I've read a few posts on how to do this:
- This post from David Ebbo, not much information but explains why to do it and points you in the direction of more information.
- This page from the NuGet documentation.
- Two conversations from Stack Exchange on "Ignoring all NuGet packages" and "Getting TFS to ignore the packages folder"; these didn't provide any new information but were useful for seeing the kind of problems that people were having.
So this is a step-by-step process of how to create a new solution and have (almost) all the packages kept out of TFS.
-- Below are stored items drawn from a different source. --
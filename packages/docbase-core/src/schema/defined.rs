//! Declarative class definitions synchronised into the live schema.
//!
//! Definitions describe the desired fields, indexes and class-level
//! permissions of each class. A run creates missing classes, adds missing
//! fields and replaces permissions and indexes that differ. `addField` is
//! always reset to `{}` so clients cannot grow a managed schema.

use std::collections::BTreeMap;

use serde::{Deserialize, Serialize};
use serde_json::{json, Map, Value};
use tracing::{info, warn};

use crate::database::DatabaseController;
use crate::error::{DbError, ErrorCode};
use crate::schema::clp::PermissionRule;
use crate::schema::defaults::{is_default_column, is_join_table, is_system_class, is_volatile_class};
use crate::schema::{ClassLevelPermissions, FieldType, Schema};

/// Desired state of one class.
#[derive(Debug, Clone, Default, PartialEq, Serialize, Deserialize)]
#[serde(rename_all = "camelCase")]
pub struct ClassDefinition {
    pub class_name: String,
    #[serde(default)]
    pub fields: BTreeMap<String, Value>,
    #[serde(default, skip_serializing_if = "Option::is_none")]
    pub indexes: Option<BTreeMap<String, Value>>,
    #[serde(default, skip_serializing_if = "Option::is_none")]
    pub class_level_permissions: Option<Value>,
}

#[derive(Debug, Clone, Copy, Default, PartialEq, Eq, Serialize, Deserialize)]
#[serde(default, rename_all = "camelCase")]
pub struct DefinedSchemasOptions {
    /// Drop empty classes that have no definition
    pub delete_extra_classes: bool,
    /// Drop and re-add fields whose type changed instead of keeping them
    pub recreate_modified_fields: bool,
    /// Drop fields that have no definition
    pub strict: bool,
}

/// Changes applied by one synchronisation run.
#[derive(Debug, Clone, Default, PartialEq, Eq)]
pub struct SyncReport {
    pub created_classes: Vec<String>,
    pub added_fields: Vec<(String, String)>,
    pub deleted_fields: Vec<(String, String)>,
    pub recreated_fields: Vec<(String, String)>,
    pub updated_permissions: Vec<String>,
    pub updated_indexes: Vec<String>,
    pub deleted_classes: Vec<String>,
}

impl SyncReport {
    pub fn is_empty(&self) -> bool {
        self.created_classes.is_empty()
            && self.added_fields.is_empty()
            && self.deleted_fields.is_empty()
            && self.recreated_fields.is_empty()
            && self.updated_permissions.is_empty()
            && self.updated_indexes.is_empty()
            && self.deleted_classes.is_empty()
    }
}

/// Parsed form of a definition.
struct ResolvedDefinition {
    class_name: String,
    fields: BTreeMap<String, FieldType>,
    indexes: Option<BTreeMap<String, Value>>,
    class_level_permissions: ClassLevelPermissions,
}

fn delete_op() -> Value {
    json!({"__op": "Delete"})
}

/// Checks a set of definitions without touching storage.
pub fn validate_definitions(definitions: &[ClassDefinition]) -> Result<(), DbError> {
    resolve_definitions(definitions).map(|_| ())
}

fn resolve_definitions(definitions: &[ClassDefinition]) -> Result<Vec<ResolvedDefinition>, DbError> {
    let mut resolved: Vec<ResolvedDefinition> = Vec::with_capacity(definitions.len());
    for definition in definitions {
        let class_name = &definition.class_name;
        if resolved.iter().any(|r| &r.class_name == class_name) {
            return Err(DbError::invalid_json(format!(
                "Class {} is defined more than once.",
                class_name
            )));
        }
        if is_volatile_class(class_name) {
            return Err(DbError::new(
                ErrorCode::InvalidSchemaOperation,
                format!("Class {} is managed internally and cannot be defined.", class_name),
            ));
        }

        let mut fields = BTreeMap::new();
        for (name, spec) in &definition.fields {
            if is_default_column(class_name, name) {
                return Err(DbError::new(
                    ErrorCode::ChangedImmutableField,
                    format!("Field {} of {} is a default field and cannot be defined.", name, class_name),
                ));
            }
            fields.insert(name.clone(), FieldType::from_json(spec)?);
        }

        let mut class_level_permissions = match &definition.class_level_permissions {
            Some(value) => ClassLevelPermissions::from_json(value)?,
            None => {
                warn!("classLevelPermissions not provided for {}.", class_name);
                ClassLevelPermissions::default()
            }
        };
        class_level_permissions.add_field = Some(PermissionRule::new());

        let all_fields: BTreeMap<String, FieldType> = Schema {
            fields: fields.clone(),
            ..Schema::new(class_name.clone())
        }
        .with_defaults()
        .fields;
        class_level_permissions.validate(&all_fields)?;

        resolved.push(ResolvedDefinition {
            class_name: class_name.clone(),
            fields,
            indexes: definition.indexes.clone(),
            class_level_permissions,
        });
    }
    Ok(resolved)
}

/// Applies class definitions through the schema controller.
pub struct DefinedSchemas {
    database: DatabaseController,
    definitions: Vec<ClassDefinition>,
    options: DefinedSchemasOptions,
}

impl DefinedSchemas {
    pub fn new(
        database: DatabaseController,
        definitions: Vec<ClassDefinition>,
        options: DefinedSchemasOptions,
    ) -> Self {
        Self {
            database,
            definitions,
            options,
        }
    }

    /// Brings the schema in line with the definitions.
    ///
    /// # Returns
    /// The changes made. Running again without changing the definitions
    /// yields an empty report.
    pub async fn execute(&self) -> Result<SyncReport, DbError> {
        let definitions = resolve_definitions(&self.definitions)?;
        let schema = self.database.load_schema(true).await?;
        let mut report = SyncReport::default();

        for definition in &definitions {
            match schema
                .get_one_schema(&definition.class_name, false, false)
                .await?
            {
                Some(existing) => self.update_class(definition, &existing, &mut report).await?,
                None => self.create_class(definition, &mut report).await?,
            }
        }

        if self.options.delete_extra_classes {
            self.delete_extra_classes(&definitions, &mut report).await?;
        }

        info!(
            "Schema sync: {} classes created, {} fields added, {} fields deleted",
            report.created_classes.len(),
            report.added_fields.len(),
            report.deleted_fields.len()
        );
        Ok(report)
    }

    async fn create_class(
        &self,
        definition: &ResolvedDefinition,
        report: &mut SyncReport,
    ) -> Result<(), DbError> {
        let schema = self.database.schema();
        schema
            .add_class_if_not_exists(
                &definition.class_name,
                definition.fields.clone(),
                Some(definition.class_level_permissions.clone()),
            )
            .await?;
        report.created_classes.push(definition.class_name.clone());

        if let Some(indexes) = definition.indexes.as_ref().filter(|i| !i.is_empty()) {
            let submitted: Map<String, Value> = indexes.clone().into_iter().collect();
            schema
                .update_class(&definition.class_name, &Map::new(), None, Some(&submitted))
                .await?;
            report.updated_indexes.push(definition.class_name.clone());
        }
        Ok(())
    }

    async fn update_class(
        &self,
        definition: &ResolvedDefinition,
        existing: &Schema,
        report: &mut SyncReport,
    ) -> Result<(), DbError> {
        let class_name = &definition.class_name;
        let mut first_pass = Map::new();
        let mut second_pass = Map::new();

        for (name, field_type) in &definition.fields {
            match existing.fields.get(name) {
                None => {
                    first_pass.insert(name.clone(), field_type.to_value());
                    report.added_fields.push((class_name.clone(), name.clone()));
                }
                Some(current) if current != field_type => {
                    if self.options.recreate_modified_fields {
                        first_pass.insert(name.clone(), delete_op());
                        second_pass.insert(name.clone(), field_type.to_value());
                        report.recreated_fields.push((class_name.clone(), name.clone()));
                    } else {
                        warn!(
                            "Field {}.{} is {} but defined as {}; keeping the stored type",
                            class_name, name, current, field_type
                        );
                    }
                }
                Some(_) => {}
            }
        }

        if self.options.strict {
            for name in existing.fields.keys() {
                if !definition.fields.contains_key(name) && !is_default_column(class_name, name) {
                    first_pass.insert(name.clone(), delete_op());
                    report.deleted_fields.push((class_name.clone(), name.clone()));
                }
            }
        }

        let mut first_indexes = Map::new();
        let mut second_indexes = Map::new();
        if let Some(indexes) = &definition.indexes {
            for (name, spec) in indexes {
                match existing.indexes.get(name) {
                    None => {
                        first_indexes.insert(name.clone(), spec.clone());
                    }
                    Some(current) if current != spec => {
                        first_indexes.insert(name.clone(), delete_op());
                        second_indexes.insert(name.clone(), spec.clone());
                    }
                    Some(_) => {}
                }
            }
            for name in existing.indexes.keys() {
                if !indexes.contains_key(name) {
                    first_indexes.insert(name.clone(), delete_op());
                }
            }
        }
        if !first_indexes.is_empty() {
            report.updated_indexes.push(class_name.clone());
        }

        let permissions = (existing.class_level_permissions != definition.class_level_permissions)
            .then(|| definition.class_level_permissions.clone());
        if permissions.is_some() {
            report.updated_permissions.push(class_name.clone());
        }

        let schema = self.database.schema();
        if !first_pass.is_empty() || !first_indexes.is_empty() || permissions.is_some() {
            let indexes = (!first_indexes.is_empty()).then_some(&first_indexes);
            schema
                .update_class(class_name, &first_pass, permissions, indexes)
                .await?;
        }
        if !second_pass.is_empty() || !second_indexes.is_empty() {
            let indexes = (!second_indexes.is_empty()).then_some(&second_indexes);
            schema
                .update_class(class_name, &second_pass, None, indexes)
                .await?;
        }
        Ok(())
    }

    async fn delete_extra_classes(
        &self,
        definitions: &[ResolvedDefinition],
        report: &mut SyncReport,
    ) -> Result<(), DbError> {
        let snapshot = self.database.schema().snapshot();
        for class_name in snapshot.class_names() {
            let defined = definitions.iter().any(|d| d.class_name == class_name);
            if defined || is_system_class(&class_name) || is_join_table(&class_name) {
                continue;
            }
            match self.database.delete_schema(&class_name).await {
                Ok(()) => report.deleted_classes.push(class_name),
                Err(e) if e.is(ErrorCode::InvalidSchemaOperation) => {
                    warn!("Keeping undefined class {}: {}", class_name, e.message);
                }
                Err(e) => return Err(e),
            }
        }
        Ok(())
    }
}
1. Create a .tfignore file
In the TFS folder that is the parent folder of all my projects I create a ".tfignore" file containing the following:
1 2 3 4 5 | *.user *.suo bin obj packages |
This instructs TFS to ignore any folder called "packages". Add the file to source control so that all your projects on all your dev machines get the benefit of this.
You would have thought that that is it, but it's not...
2. Create my new project by initially creating an empty solution file
The option to create a Blank Solution is in the "Other Project Types" section:Close Visual Studio (if you don't do this, it won't work).
3. Add a "nuget.config" in a ".nuget" folder within the new solution
Create a ".nuget" folder within the solution folder and add a "nuget.config" file to it that contains the following:1 2 3 4 5 | <configuration> <solution> <add key="disableSourceControlIntegration" value="true" /> </solution> </configuration> |
This is needed to stop NuGet.exe from trying to add packages to source control (it ignores the .tfignore file, a known issue). We want to do this before we add any projects so that NuGet uses our new settings for the packages in the initial project.
4. NOW add your projects to the solution...
In my case I added an MVC project and a Tests project. I'm hoping that in the Pending Changes window I should see NOTHING being added from the "packages" folder even though my MVC project uses loads of packages.
And this is what I see:
Almost nothing. I can't seem to stop nuget / TFS (whichever one it is that is doing it) from adding the repositories.config to source control. Fortunately this file is only about 200 bytes as opposed to the 163 MB I was putting in source control before.
If you use Git rather than TFS for source control then the only difference to this process would be that you would need to create a ".gitignore" instead of a ".tfignore" file.